The records that follow must all be duplicated exactly.

Top of Input for this task

//! Deterministic simulation module
//!
//! All gameplay logic lives here. This module must be pure and deterministic:
//! - Fixed timestep only
//! - Seeded brain initialization only
//! - No rendering or platform dependencies beyond the `Canvas` drawing hooks

pub mod agent;
pub mod collision;
pub mod state;
pub mod tick;

pub use agent::{Move, brain_topology, manual_move, observe};
pub use collision::{CollisionResult, check_collision, paddle_deflection};
pub use state::{
    Ball, BallTuning, Field, GameEvent, GameState, LearningSignals, Paddle, PaddleSpec, Score,
    Side,
};
pub use tick::{TickInput, tick};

Bottom of Input for this task

Task response →
//! Deterministic simulation module
//!
//! All gameplay logic lives here. This module must be pure and deterministic:
//! - Fixed timestep only
//! - Seeded brain initialization only
//! - No rendering or platform dependencies beyond the `Canvas` drawing hooks

pub mod agent;
pub mod collision;
pub mod state;
pub mod tick;

pub use agent::{Move, brain_topology, manual_move, observe};
pub use collision::{CollisionResult, check_collision, paddle_deflection};
pub use state::{
    Ball, BallTuning, Field, GameEvent, GameState, LearningSignals, Paddle, PaddleSpec, Score,
    Side,
};
pub use tick::{TickInput, tick};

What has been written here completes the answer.